Table Of Contents Developer Meetings for 4.0/3.2:
February 2012
Feb 13th, 2011
- Attendees Karan, Gaurang, Mats, Fabio and Rajiv
- Testing update
- Mats tested S3 and SRM configurations
- these 2 test cases will have to be run manually .
- Gaurang suggests a cron job that starts a VM every night.
- Irods will be supported .
- FDT
- not sure as yet.
- Mats has a call with them tomorrow.
- Works only for data staging. Not works for executable staging.
- Gaurang will update the Bio VM , the old rna seq worklfows to run with 4.0
- Rajiv will do the new bow tie version
- Mats tested S3 and SRM configurations
- SSH
- transferring of the ssh private keys. they are password less.
- right now it works out of box, in case of shared fs.
- The credential handling in Pegasus planner for ssh will be implemented this week by Mats
- Will allow only for local transfer jobs.
- Kickstart changes
- if they have to be checked in, they need to be in till thursday.
Documentation
- Examples need to be updated , and moved accordingly .
- condor 7.6 and up has an upload and download queue, that contras how many jobs can use condor file io. By default it is 10. This can be changed. The Condor IO documentation should reflect this.
Feb 6th, 2011
Attendees Karan, Mats, Fabio , Jens and Rajiv
- 3.1.1 release
- python path issue with importing the python dax api for LIGO
- Mats copies the pegasus python dax api and net logger python libraries to python-tools/pegasus and python-tools/netlogger to deal with this.
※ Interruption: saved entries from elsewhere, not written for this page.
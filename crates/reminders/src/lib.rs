//! House Keeper reminders client.
//!
//! CRUD and due-date queries against the `/reminders` endpoints. The backend owns
//! the clock: "due" means past due and not completed, "upcoming" means due within
//! the next N days (7 by default), both server-evaluated.

mod types;

pub use types::{NewReminder, Reminder, ReminderUpdate, RepeatType};

use house_keeper_auth::SessionStore;
use log::debug;
use reqwest::{Client, StatusCode};
use thiserror::Error;

#[derive(Error, Debug)]
pub enum RemindersError {
    #[error("Reminder not found: {0}")]
    NotFound(String),

    #[error("Permission denied: {0}")]
    PermissionDenied(String),

    #[error("Not signed in")]
    MissingSession,

    #[error("Session rejected by the backend")]
    Unauthorized,

    #[error("API error: {detail} (status {status})")]
    Api { status: StatusCode, detail: String },

    #[error("Network error: {0}")]
    Network(#[from] reqwest::Error),

    #[error("JSON error: {0}")]
    Json(#[from] serde_json::Error),
}

/// Query parameters for listing reminders.
#[derive(Debug, Clone, Default)]
pub struct ReminderQuery {
    pub skip: Option<u32>,
    pub limit: Option<u32>,
    pub item_id: Option<i64>,
    pub due: bool,
    pub upcoming: bool,
    pub days: Option<u32>,
}

impl ReminderQuery {
    pub fn new() -> Self {
        Self::default()
    }

    pub fn skip(mut self, skip: u32) -> Self {
        self.skip = Some(skip);
        self
    }

    pub fn limit(mut self, limit: u32) -> Self {
        self.limit = Some(limit);
        self
    }

    pub fn item(mut self, item_id: i64) -> Self {
        self.item_id = Some(item_id);
        self
    }

    /// Only reminders already past due and not completed.
    pub fn due(mut self) -> Self {
        self.due = true;
        self
    }

    /// Only reminders coming due within `days` days.
    pub fn upcoming(mut self, days: u32) -> Self {
        self.upcoming = true;
        self.days = Some(days);
        self
    }

    fn to_params(&self) -> Vec<(&'static str, String)> {
        let mut params = Vec::new();
        if let Some(skip) = self.skip {
            params.push(("skip", skip.to_string()));
        }
        if let Some(limit) = self.limit {
            params.push(("limit", limit.to_string()));
        }
        if let Some(item_id) = self.item_id {
            params.push(("item_id", item_id.to_string()));
        }
        if self.due {
            params.push(("due", "true".to_string()));
        }
        if self.upcoming {
            params.push(("upcoming", "true".to_string()));
            if let Some(days) = self.days {
                params.push(("days", days.to_string()));
            }
        }
        params
    }
}

/// Client for the `/reminders` endpoints.
pub struct RemindersClient {
    url: String,
    http_client: Client,
    store: SessionStore,
}

impl RemindersClient {
    /// Create a new reminders client rooted at the API base URL.
    pub fn new(url: &str, http_client: Client, store: SessionStore) -> Self {
        Self {
            url: url.trim_end_matches('/').to_string(),
            http_client,
            store,
        }
    }

    fn bearer(&self) -> Result<String, RemindersError> {
        self.store
            .access_token()
            .ok_or(RemindersError::MissingSession)
    }

    /// List reminders matching the query.
    pub async fn list(&self, query: &ReminderQuery) -> Result<Vec<Reminder>, RemindersError> {
        let token = self.bearer()?;
        let url = format!("{}/reminders", self.url);
        debug!("GET {}", url);

        let response = self
            .http_client
            .get(&url)
            .query(&query.to_params())
            .bearer_auth(&token)
            .send()
            .await?;

        if !response.status().is_success() {
            return Err(self.api_error(response).await);
        }

        let reminders: Vec<Reminder> = response.json().await?;
        Ok(reminders)
    }

    /// Reminders already past due and not completed.
    pub async fn due(&self) -> Result<Vec<Reminder>, RemindersError> {
        self.list(&ReminderQuery::new().due()).await
    }

    /// Reminders coming due within `days` days.
    pub async fn upcoming(&self, days: u32) -> Result<Vec<Reminder>, RemindersError> {
        self.list(&ReminderQuery::new().upcoming(days)).await
    }

    /// Reminders tied to an item.
    pub async fn by_item(&self, item_id: i64) -> Result<Vec<Reminder>, RemindersError> {
        self.list(&ReminderQuery::new().item(item_id)).await
    }

    /// Fetch a reminder by id.
    pub async fn get(&self, id: i64) -> Result<Reminder, RemindersError> {
        let token = self.bearer()?;
        let url = format!("{}/reminders/{}", self.url, id);
        debug!("GET {}", url);

        let response = self
            .http_client
            .get(&url)
            .bearer_auth(&token)
            .send()
            .await?;

        if !response.status().is_success() {
            return Err(self.api_error(response).await);
        }

        let reminder: Reminder = response.json().await?;
        Ok(reminder)
    }

    /// Create a reminder.
    pub async fn create(&self, new_reminder: &NewReminder) -> Result<Reminder, RemindersError> {
        let token = self.bearer()?;
        let url = format!("{}/reminders", self.url);
        debug!("POST {}", url);

        let response = self
            .http_client
            .post(&url)
            .bearer_auth(&token)
            .json(new_reminder)
            .send()
            .await?;

        if !response.status().is_success() {
            return Err(self.api_error(response).await);
        }

        let reminder: Reminder = response.json().await?;
        Ok(reminder)
    }

    /// Update a reminder.
    pub async fn update(
        &self,
        id: i64,
        update: &ReminderUpdate,
    ) -> Result<Reminder, RemindersError> {
        let token = self.bearer()?;
        let url = format!("{}/reminders/{}", self.url, id);
        debug!("PUT {}", url);

        let response = self
            .http_client
            .put(&url)
            .bearer_auth(&token)
            .json(update)
            .send()
            .await?;

        if !response.status().is_success() {
            return Err(self.api_error(response).await);
        }

        let reminder: Reminder = response.json().await?;
        Ok(reminder)
    }

    /// Delete a reminder. Returns the deleted record, as the backend does.
    pub async fn delete(&self, id: i64) -> Result<Reminder, RemindersError> {
        let token = self.bearer()?;
        let url = format!("{}/reminders/{}", self.url, id);
        debug!("DELETE {}", url);

        let response = self
            .http_client
            .delete(&url)
            .bearer_auth(&token)
            .send()
            .await?;

        if !response.status().is_success() {
            return Err(self.api_error(response).await);
        }

        let reminder: Reminder = response.json().await?;
        Ok(reminder)
    }

    /// Mark a reminder completed.
    pub async fn complete(&self, id: i64) -> Result<Reminder, RemindersError> {
        let token = self.bearer()?;
        let url = format!("{}/reminders/{}/complete", self.url, id);
        debug!("POST {}", url);

        let response = self
            .http_client
            .post(&url)
            .bearer_auth(&token)
            .send()
            .await?;

        if !response.status().is_success() {
            return Err(self.api_error(response).await);
        }

        let reminder: Reminder = response.json().await?;
        Ok(reminder)
    }

    async fn api_error(&self, response: reqwest::Response) -> RemindersError {
        let status = response.status();
        let detail = detail_from_body(&response.text().await.unwrap_or_default());
        match status {
            StatusCode::UNAUTHORIZED => {
                self.store.invalidate();
                RemindersError::Unauthorized
            }
            StatusCode::FORBIDDEN => RemindersError::PermissionDenied(detail),
            StatusCode::NOT_FOUND => RemindersError::NotFound(detail),
            _ => RemindersError::Api { status, detail },
        }
    }
}

fn detail_from_body(text: &str) -> String {
    match serde_json::from_str::<serde_json::Value>(text) {
        Ok(value) => match value.get("detail") {
            Some(serde_json::Value::String(detail)) => detail.clone(),
            Some(other) => other.to_string(),
            None => text.to_string(),
        },
        Err(_) => text.to_string(),
    }
}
- Waiting on Duncan to confirm
- Rajiv will port the tutorial to 3.1 in tandem. Will send email when the tutorial is ported to 3.1
- python dax library packaging for 4.0
- the externals will be built in lib/pegasus/externals directory
- mats has changed all the tools to pick up the new paths.
- long term we will put in rpm dependencies for externals tools
- add the dependency for graphviz in the RPM
- 4.0 release items remaining
- credentials handling in pegasus mats
- pegasus-transfer puts in support for ftd mats
- pegasus-statistics changes.
- fabio is eating on monte to update the queries.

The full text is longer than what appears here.